3 responses to “Flash Player A Hog? Not Necessarily”

  1. Michael Long Avatar
    Michael Long

    Ozer posted results for video. My MBP typically idles at 5%-7% CPU utilization with various apps and browser windows open.
    This is with ClickToFlash enabled. Disabled CTF and allow the various and many Flash ads to run in most of the browser windows, and this jumps to 12% to 14% and occasionally peaks at 22% or so.
    That’s a 100% to a possible 200% jump in idle CPU utilization, and usually translates into a 45 minute reduction in battery life on average. And that’s on a 17" MBP’s rather large battery.
    And gaining access to H.264 in hardware isn’t going to help those numbers, as your average everyday Flash advertisement isn’t H.264 video.
    Not to mention the impact of downloading rather large media files over a 3G (or worse, an EDGE) connection.
    I’m sure there’s a place for Flash… somewhere. Just not on my phone. Or pad.

  2. Eric Knipp Avatar
    Eric Knipp

    We all knew that the "Flash is bad technology" argument from Apple was nonsense.

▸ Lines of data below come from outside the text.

use eframe::egui::{self, Color32, RichText, Ui};
use egui_extras::DatePickerButton;

use crate::data::series::DateRange;
use crate::state::AppState;
use crate::view::Header;

// ---------------------------------------------------------------------------
// Header
// ---------------------------------------------------------------------------

pub fn header(ui: &mut Ui, header: &Header) {
    ui.vertical_centered(|ui: &mut Ui| {
        ui.label(RichText::new(header.emoji).size(40.0));
        ui.heading(RichText::new(header.title).strong());
        ui.label(RichText::new(header.description).weak());
    });
    ui.add_space(4.0);
}

// ---------------------------------------------------------------------------
// Left side panel – filter widgets
// ---------------------------------------------------------------------------

/// Render the region / type / date-range controls.
///
/// `region_search` holds the text typed into the region dropdown's search box.
pub fn side_panel(ui: &mut Ui, state: &mut AppState, region_search: &mut String) {
    // Clone what we need so we can mutate state inside the closures.
    let view = state.view.clone();
    header(ui, &view.header);

    ui.heading("Filters");
    ui.separator();

    // ---- Region selector ----
    let region = &view.menu.region;
    ui.strong(region.label);
    egui::ComboBox::from_id_salt(region.id)
        .selected_text(region.value.as_str())
        .width(ui.available_width())
        .show_ui(ui, |ui: &mut Ui| {
            if region.searchable {
                ui.text_edit_singleline(region_search);
            }
            let needle = region_search.to_lowercase();
            for option in &region.options {
                if !needle.is_empty() && !option.to_lowercase().contains(&needle) {
                    continue;
                }
                if ui
                    .selectable_label(region.value == *option, option.as_str())
                    .clicked()
                {
                    state.set_region(option);
                }
            }
        });
    ui.add_space(6.0);

    // ---- Type selector ----
    let kind = &view.menu.kind;
    ui.strong(kind.label);
    egui::ComboBox::from_id_salt(kind.id)
        .selected_text(kind.value.to_string())
        .width(ui.available_width())
        .show_ui(ui, |ui: &mut Ui| {
            for option in &kind.options {
                if ui
                    .selectable_label(kind.value == *option, option.to_string())
                    .clicked()
                {
                    state.set_kind(*option);
                }
            }
        });
    ui.add_space(6.0);

    // ---- Date range ----
    let Some(picker) = &view.menu.date_range else {
        ui.label(RichText::new("No dates for this selection").weak());
        return;
    };
    ui.strong(picker.label);
    let mut start = picker.start_date;
    let mut end = picker.end_date;
    let mut changed = false;
    ui.horizontal(|ui: &mut Ui| {
        changed |= ui
            .add(DatePickerButton::new(&mut start).id_salt("date-range-start"))
            .changed();
        ui.label("→");
        changed |= ui
            .add(DatePickerButton::new(&mut end).id_salt("date-range-end"))
            .changed();
    });
    ui.label(
        RichText::new(format!(
            "{} … {}",
            picker.min_date_allowed, picker.max_date_allowed
        ))
        .small()
        .weak(),
    );
    if changed {
        state.set_date_range(DateRange::new(start, end));
    }
}

// ---------------------------------------------------------------------------
// Top bar
// ---------------------------------------------------------------------------

/// Render the top menu / toolbar.
pub fn top_bar(ui: &mut Ui, state: &mut AppState) {
    egui::menu::bar(ui, |ui: &mut Ui| {
        ui.menu_button("File", |ui: &mut Ui| {
            if ui.button("Open…").clicked() {
                open_file_dialog(state);
                ui.close_menu();
            }
        });

        ui.separator();

        ui.label(format!(
            "{} records loaded from {}, {} shown",
            state.dataset.len(),
            state.dataset.source().display(),
            state.series.len()
        ));

        if let Some(msg) = &state.status_message {
            ui.separator();
            ui.label(RichText::new(msg).color(Color32::RED));
        }
    });
}

// ---------------------------------------------------------------------------
// File dialog
// ---------------------------------------------------------------------------

pub fn open_file_dialog(state: &mut AppState) {
    let file = rfd::FileDialog::new()
        .set_title("Open avocado price data")
        .add_filter("Supported files", &["csv", "tsv", "tab", "parquet", "pq"])
        .add_filter("CSV", &["csv"])
        .add_filter("TSV", &["tsv", "tab"])
        .add_filter("Parquet", &["parquet", "pq"])
        .pick_file();

    if let Some(path) = file {
        // Errors are already logged and shown in the status line.
        if state.open(&path).is_ok() {
            log::info!(
                "Showing {} {} rows from {}",
                state.query.region,
                state.query.kind,
                path.display()
            );
        }
    }
}
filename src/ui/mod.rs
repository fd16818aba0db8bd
pub mod panels;
pub mod plot;
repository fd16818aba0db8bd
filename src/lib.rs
//! Avocado price and volume dashboard.
//!
//! The `data` layer and `state` know nothing about egui; `app` and `ui`
//! draw the [`view::DashboardView`] that `state` keeps current.

pub mod app;
pub mod color;
pub mod config;
pub mod data;
pub mod error;
pub mod state;
pub mod ui;
pub mod view;
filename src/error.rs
use std::path::PathBuf;

use thiserror::Error;

use crate::data::model::AvocadoType;

// ---------------------------------------------------------------------------
// Data-layer errors
// ---------------------------------------------------------------------------

/// Failures produced while loading or slicing a price dataset.
#[derive(Debug, Error)]
pub enum DataError {
    /// The file could not be opened or read.
    #[error("cannot read {}: {source}", .path.display())]
    Io {
        path: PathBuf,
        #[source]
        source: std::io::Error,
    },

    /// Missing columns, unparseable cells or an unsupported container.
    #[error("malformed data in {}: {reason}", .path.display())]
    DataFormat { path: PathBuf, reason: String },

    /// The region/type combination matched no rows.
    #[error("no rows for region '{region}' and type '{kind}'")]
    EmptyResult { region: String, kind: AvocadoType },
}

impl DataError {
    pub fn format(path: impl Into<PathBuf>, reason: impl Into<String>) -> Self {
        DataError::DataFormat {
            path: path.into(),
            reason: reason.into(),
        }
    }

    /// Split a `csv::Error` into the I/O or format branch.
    pub(crate) fn from_csv(path: &std::path::Path, err: csv::Error) -> Self {
        if err.is_io_error() {
            if let csv::ErrorKind::Io(source) = err.into_kind() {
                return DataError::Io {
                    path: path.to_path_buf(),
                    source,
                };
            }
            return DataError::format(path, "I/O error while reading CSV");
        }
        DataError::format(path, err.to_string())
    }
}
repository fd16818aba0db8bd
/// Data layer: core types, loading, filtering and series projection.
///
/// Architecture:
/// ```text
///  .csv / .tsv / .parquet
///        │
///        ▼
///   ┌──────────┐
///   │  loader   │  parse file → PriceDataset
///   └──────────┘
///        │
///        ▼
///   ┌──────────────┐
///   │ PriceDataset  │  Vec<PriceRecord> in file order
///   └──────────────┘
///        │
///        ▼
///   ┌──────────┐
///   │  filter   │  region + type → date-sorted records, selector options
///   └──────────┘
///        │
///        ▼
///   ┌──────────┐
///   │  series   │  date range → price / volume series
///   └──────────┘
/// ```

pub mod filter;
pub mod loader;
pub mod model;
pub mod sample;
pub mod series;
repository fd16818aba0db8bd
use chrono::{Datelike, NaiveDate};
use eframe::egui::{RichText, Ui};
use egui_plot::{Line, Plot, PlotPoints};

use crate::color::to_color32;
use crate::view::{ChartSpec, Content};

// ---------------------------------------------------------------------------
// Time-series charts (central panel)
// ---------------------------------------------------------------------------

/// Render every chart of `content`, stacked vertically, or its empty state.
pub fn charts(ui: &mut Ui, content: &Content) {
    let charts = match content {
        Content::Charts { charts } => charts,
        Content::Empty { message } => {
            ui.centered_and_justified(|ui: &mut Ui| {
                ui.heading(message);
            });
            return;
        }
    };

    let spacing = ui.spacing().item_spacing.y;
    let per_chart = (ui.available_height() / charts.len().max(1) as f32 - spacing * 3.0).max(120.0);
    for spec in charts {
        ui.label(RichText::new(spec.title).strong().size(16.0));
        time_series(ui, spec, per_chart);
        ui.add_space(spacing);
    }
}

fn time_series(ui: &mut Ui, spec: &ChartSpec, height: f32) {
    let points: PlotPoints = spec
        .x
        .iter()
        .zip(spec.y.iter())
        .map(|(date, &value)| [day_number(*date), value])
        .collect();

    let tick_spec = spec.clone();
    let hover_spec = spec.clone();
    let interactive = !spec.fixed_range;

    Plot::new(spec.id)
        .height(height)
        .allow_boxed_zoom(interactive)
        .allow_drag(interactive)
        .allow_scroll(interactive)
        .allow_zoom(interactive)
        .x_axis_formatter(|mark, _range| format_day(mark.value))
        .y_axis_formatter(move |mark, _range| tick_spec.format_value(mark.value))
        .label_formatter(move |_name, point| {
            format!("{}\n{}", format_day(point.x), hover_spec.format_value(point.y))
        })
        .show(ui, |plot_ui| {
            let line = Line::new(points)
                .name(spec.title)
                .color(to_color32(&spec.color))
                .width(2.0);
            plot_ui.line(line);
        });
}

/// Dates are plotted as days since 1 January of year 1.
fn day_number(date: NaiveDate) -> f64 {
    date.num_days_from_ce() as f64
}

fn format_day(x: f64) -> String {
    NaiveDate::from_num_days_from_ce_opt(x.round() as i32)
        .map(|d| d.format("%Y-%m-%d").to_string())
        .unwrap_or_default()
}
use std::path::PathBuf;

use anyhow::{anyhow, Context, Result};
use avocado_analytics::app::AvocadoApp;
use avocado_analytics::config::{CliArgs, DashboardConfig, CONFIG_ENV};
use avocado_analytics::data::loader::load_file;
use avocado_analytics::state::AppState;
use avocado_analytics::view::WINDOW_TITLE;
use clap::Parser;
use eframe::egui;

fn main() -> Result<()> {
    env_logger::Builder::from_env(env_logger::Env::default().default_filter_or("info")).init();

    let args = CliArgs::parse();

    let cwd = std::env::current_dir().context("resolving working directory")?;
    let env_config = std::env::var_os(CONFIG_ENV).map(PathBuf::from);
    let mut config = DashboardConfig::resolve(args.config.as_deref(), env_config, &cwd)
        .inspect_err(|e| log::error!("{e:#}"))?;
    args.apply(&mut config);

    // A dataset that cannot be read is fatal at startup.
    let dataset = load_file(&config.data_path)
        .inspect_err(|e| log::error!("Failed to load dataset: {e}"))
        .with_context(|| format!("loading {}", config.data_path.display()))?;
    let state = AppState::new(dataset, &config);

    if args.print_view {
        let json = serde_json::to_string_pretty(&state.view).context("serializing view")?;
        println!("{json}");
        return Ok(());
    }

    let options = eframe::NativeOptions {
        viewport: egui::ViewportBuilder::default()
            .with_inner_size([config.window.width, config.window.height])
            .with_min_inner_size([600.0, 400.0]),
        ..Default::default()
    };

    eframe::run_native(
        WINDOW_TITLE,
        options,
        Box::new(|_cc| Ok(Box::new(AvocadoApp::new(state)))),
    )
    .map_err(|e| anyhow!("running dashboard window: {e}"))
}
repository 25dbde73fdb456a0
use std::fs::File;
use std::io::{BufWriter, Write};

use anyhow::{Context, Result};
use tracing::info;

use sweep_common::config::SweepConfig;
use sweep_common::extract::PageExtractor;

use crate::aggregate::{self, RunSummary};
use crate::scan;

/// Scan `config.input_dir` and write the concatenated text to `config.output_file`.
///
/// A missing input directory is reported before the output file is touched.
pub fn run(config: &SweepConfig, extractor: &dyn PageExtractor) -> Result<RunSummary> {
    let shown = std::path::absolute(&config.input_dir)
        .unwrap_or_else(|_| config.input_dir.clone());
    info!("Looking for PDFs in: {}", shown.display());

    let entries = scan::find_pdfs(&config.input_dir, &config.scan)?;
    info!("Found {} PDF files.", entries.len());

    let output = &config.output_file;
    let file = File::create(output)
        .with_context(|| format!("creating {}", output.display()))?;
    let mut out = BufWriter::new(file);

    let summary = aggregate::write_all(&mut out, &entries, extractor)
        .with_context(|| format!("writing {}", output.display()))?;
    out.flush()
        .with_context(|| format!("writing {}", output.display()))?;

    info!("Extraction complete. Check {}", output.display());
    info!("{} extracted, {} failed", summary.extracted, summary.failed);
    Ok(summary)
}
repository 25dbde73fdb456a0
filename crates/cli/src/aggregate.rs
use std::io::{self, Write};

use tracing::{info_span, warn};

use sweep_common::extract::{FileOutcome, PageExtractor};

use crate::scan::PdfEntry;

/// Counts reported at the end of a run.
#[derive(Debug, Default, Clone, Copy, PartialEq, Eq)]
pub struct RunSummary {
    pub found: usize,
    pub extracted: usize,
    pub failed: usize,
}

/// Extract every entry in order and write one marker block per file to `out`.
///
/// Extraction failures are recorded inside the file's block and never stop
/// the loop. Only errors writing to `out` are returned.
pub fn write_all<W: Write>(
    out: &mut W,
    entries: &[PdfEntry],
    extractor: &dyn PageExtractor,
) -> io::Result<RunSummary> {
    let mut summary = RunSummary { found: entries.len(), ..Default::default() };

    for entry in entries {
        write_start(out, &entry.name)?;

        // pdf-extract and lopdf log without any path; the span puts
        // `pdf{file=<name>}` in front of whatever they emit.
        let outcome = {
            let _span = info_span!("pdf", file = %entry.name).entered();
            FileOutcome::from_extractor(extractor, &entry.path)
        };

        match &outcome {
            FileOutcome::Pages(_) => summary.extracted += 1,
            FileOutcome::Failed(desc) => {
                warn!("extract {}: {desc}", entry.path.display());
                summary.failed += 1;
            }
        }

        write_body(out, &entry.name, &outcome)?;
        write_end(out, &entry.name)?;
    }

    Ok(summary)
}

fn write_start<W: Write>(out: &mut W, name: &str) -> io::Result<()> {
    write!(out, "\n--- START OF FILE: {name} ---\n")
}

fn write_end<W: Write>(out: &mut W, name: &str) -> io::Result<()> {
    writeln!(out, "--- END OF FILE: {name} ---")
}

/// Non-empty pages each followed by a newline, or a single diagnostic line.
fn write_body<W: Write>(out: &mut W, name: &str, outcome: &FileOutcome) -> io::Result<()> {
    match outcome {
        FileOutcome::Pages(pages) => {
            for page in pages.iter().filter(|p| !p.is_empty()) {
                out.write_all(page.as_bytes())?;
                out.write_all(b"\n")?;
            }
            Ok(())
        }
        FileOutcome::Failed(desc) => writeln!(out, "Error reading {name}: {desc}"),
    }
}
use anyhow::{Context, Result};
use clap::Parser;
use tracing_subscriber::{layer::SubscriberExt, util::SubscriberInitExt, Layer};

use sweep_cli::args::Args;
use sweep_common::config::load_config;
use sweep_common::logging::LogIgnoreFilter;
use sweep_extract_pdf::PdfExtractor;

fn main() -> Result<()> {
    let ignore = LogIgnoreFilter::default();
    tracing_subscriber::registry()
        .with(tracing_subscriber::EnvFilter::try_from_default_env()
            .unwrap_or_else(|_| "warn,sweep_cli=info".into()))
        .with(tracing_subscriber::fmt::layer()
            .with_writer(std::io::stderr)
            .with_filter(ignore.clone()))
        .init();

    let args = Args::parse();

    let mut config = load_config(args.config.as_deref())?;
    args.apply(&mut config);

    if args.print_config {
        let effective = toml::to_string_pretty(&config).context("serializing config")?;
        print!("{effective}");
        return Ok(());
    }

    for (pattern, e) in ignore.apply(&config.log) {
        tracing::warn!("skipping invalid log ignore pattern {pattern:?}: {e}");
    }

    sweep_cli::run::run(&config, &PdfExtractor)?;
    Ok(())
}
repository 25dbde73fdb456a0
use std::cell::RefCell;
use std::panic::{self, AssertUnwindSafe};
use std::path::Path;
use std::sync::Once;

use anyhow::{anyhow, Result};
use sweep_common::extract::PageExtractor;
use tracing::warn;

/// [`PageExtractor`] backed by `pdf-extract`.
pub struct PdfExtractor;

impl PageExtractor for PdfExtractor {
    fn extract_pages(&self, path: &Path) -> Result<Vec<String>> {
        extract_pages(path)
    }
}

/// Extract the text of every page of a PDF file, in document order.
///
/// Pages without extractable text come back as empty strings.
pub fn extract_pages(path: &Path) -> Result<Vec<String>> {
    let bytes = std::fs::read(path)?;
    extract_pages_from_bytes(&bytes, &path.display().to_string())
}

/// Extract per-page text from PDF bytes.
///
/// pdf-extract opens every page with a `"\n\n"` page break; that is stripped
/// so each element holds only the page's own text.
pub fn extract_pages_from_bytes(bytes: &[u8], name: &str) -> Result<Vec<String>> {
    let pages = catch_extract(name, || pdf_extract::extract_text_from_mem_by_pages(bytes))?;
    Ok(pages
        .into_iter()
        .map(|page| page.trim_start_matches('\n').to_string())
        .collect())
}

thread_local! {
    // Name of the file being parsed on this thread, for the panic hook.
    static EXTRACTING: RefCell<Option<String>> = const { RefCell::new(None) };
}

static PANIC_HOOK: Once = Once::new();

/// Chain a panic hook that reports pdf-extract panics with the file name
/// through tracing instead of the bare default `thread 'main' panicked` text.
/// Panics outside an extraction go to the previous hook unchanged.
fn install_panic_hook() {
    PANIC_HOOK.call_once(|| {
        let prev = panic::take_hook();
        panic::set_hook(Box::new(move |info| {
            let name = EXTRACTING.with(|e| e.borrow().clone());
            match name {
                Some(name) => warn!("pdf-extract panicked while processing {name}: {info}"),
                None => prev(info),
            }
        }));
    });
}

/// Run `f`, turning both its error and any panic into an `anyhow::Error`.
///
/// pdf-extract can panic on malformed PDFs; catching the unwind lets the run
/// continue with the next file.
fn catch_extract<E, F>(name: &str, f: F) -> Result<Vec<String>>
where
    E: std::fmt::Display,
    F: FnOnce() -> Result<Vec<String>, E>,
{
    install_panic_hook();
    EXTRACTING.with(|e| *e.borrow_mut() = Some(name.to_string()));
    let result = panic::catch_unwind(AssertUnwindSafe(f));
    EXTRACTING.with(|e| *e.borrow_mut() = None);

    match result {
        Ok(Ok(pages)) => Ok(pages),
        Ok(Err(e)) => Err(anyhow!("{e}")),
        Err(payload) => Err(anyhow!("PDF parser panicked: {}", panic_message(payload.as_ref()))),
    }
}

fn panic_message(payload: &(dyn std::any::Any + Send)) -> String {
    if let Some(s) = payload.downcast_ref::<&str>() {
        (*s).to_string()
    } else if let Some(s) = payload.downcast_ref::<String>() {
        s.clone()
    } else {
        "malformed document".to_string()
    }
}

/// Check whether a file name carries the `.pdf` suffix.
///
/// The match is on the literal suffix, so `.pdf` itself counts and
/// `report.pdf.bak` does not. With `ignore_case`, `REPORT.PDF` also matches.
pub fn has_pdf_suffix(name: &str, ignore_case: bool) -> bool {
    if ignore_case {
        name.to_ascii_lowercase().ends_with(".pdf")
    } else {
        name.ends_with(".pdf")
    }
}

#[cfg(test)]
mod tests {
    use super::*;

    #[test]
    fn test_has_pdf_suffix() {
        assert!(has_pdf_suffix("a.pdf", false));
        assert!(has_pdf_suffix("budget v2.final.pdf", false));
        assert!(!has_pdf_suffix("A.PDF", false));
        assert!(!has_pdf_suffix("a.Pdf", false));
        assert!(!has_pdf_suffix("a.pdf.bak", false));
        assert!(!has_pdf_suffix("a.txt", false));
        assert!(!has_pdf_suffix("pdf", false));
    }

    #[test]
    fn test_has_pdf_suffix_ignore_case() {
        assert!(has_pdf_suffix("A.PDF", true));
        assert!(has_pdf_suffix("a.Pdf", true));
        assert!(has_pdf_suffix("a.pdf", true));
        assert!(!has_pdf_suffix("a.pdfx", true));
    }

    #[test]
    fn test_garbage_bytes_are_an_error() {
        let result = extract_pages_from_bytes(b"this is not a pdf at all", "junk.pdf");
        assert!(result.is_err());
    }

    #[test]
    fn test_truncated_header_is_an_error() {
        let result = extract_pages_from_bytes(b"%PDF-1.4\n1 0 obj\n<<", "truncated.pdf");
        assert!(result.is_err());
    }

    #[test]
    fn test_missing_file_is_an_error() {
        let dir = tempfile::tempdir().unwrap();
        let err = PdfExtractor
            .extract_pages(&dir.path().join("gone.pdf"))
            .unwrap_err();
        assert!(err.downcast_ref::<std::io::Error>().is_some());
    }

    const HELLO_BLANK_WORLD: &[u8] = include_bytes!("../tests/fixtures/hello_blank_world.pdf");

    #[test]
    fn test_pages_have_no_leading_page_break() {
        let pages = extract_pages_from_bytes(HELLO_BLANK_WORLD, "hello_blank_world.pdf").unwrap();
        assert_eq!(pages, vec!["Hello".to_string(), String::new(), "World".to_string()]);
    }

    #[test]
    fn test_extractor_reads_file_from_disk() {
        let dir = tempfile::tempdir().unwrap();
        let path = dir.path().join("a.pdf");
        std::fs::write(&path, HELLO_BLANK_WORLD).unwrap();
        let pages = PdfExtractor.extract_pages(&path).unwrap();
        assert_eq!(pages.len(), 3);
        assert_eq!(pages[0], "Hello");
        assert_eq!(pages[2], "World");
    }

    #[test]
    fn test_panic_becomes_error() {
        let err = catch_extract("boom.pdf", || -> Result<Vec<String>, String> {
            panic!("unexpected end of stream")
        })
        .unwrap_err();
        assert_eq!(err.to_string(), "PDF parser panicked: unexpected end of stream");
        assert!(EXTRACTING.with(|e| e.borrow().is_none()));
    }

    #[test]
    fn test_formatted_panic_message_is_kept() {
        let offset = 512;
        let err = catch_extract("boom.pdf", || -> Result<Vec<String>, String> {
            panic!("bad xref at {offset}")
        })
        .unwrap_err();
        assert_eq!(err.to_string(), "PDF parser panicked: bad xref at 512");
    }

    #[test]
    fn test_library_error_is_passed_through() {
        let err = catch_extract("bad.pdf", || Err::<Vec<String>, _>("Invalid file header"))
            .unwrap_err();
        assert_eq!(err.to_string(), "Invalid file header");
    }
}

Just like the claim that they will fully support HTML5 if it allows apps on the level of Flex or Silverlight (obviating native apps to a degree) is nonsense. The iPhone is a cash cow because of the app store and Apple would be foolish to give that up before the market forces it to. The best medicine for the iPhone’s Flash allergy is strong competition from open platforms. Incidentally I authored a Gartner First Take to that point some time ago (after you guys showed off the nifty, yet hackish Flash cross-compiler for iPhone). A quote:
    "…Apple probably won’t open the iPhone
    platform to Flash and risk challenging the App Store with free Web-based Flash applications."
    So, good luck with all that. No amount of evidence that Flash doesn’t suck will change Apple’s business model.
    http://www.gartner.com/resources/171800/171855/developers_benefit_as_adobe__171855.pdf

  3. John Dowdell Avatar
    John Dowdell

    Michael, that’s right, if you’re running multiple browser tabs and each has multiple SWFs, then each will try to execute at whatever framerate the designer set. Your CPU will work more.
    Fortunately, Player 10.1 will choke background processes. This is a little tricky, because it affects existing content… non-visible SWFs will generally get two frames per second, with exemptions for audio and video streaming. Tinic Uro has source info:
    http://www.kaourantin.net/2010/03/timing-it-right.html
    (Same workload argument will hold against "HTML5" processing.)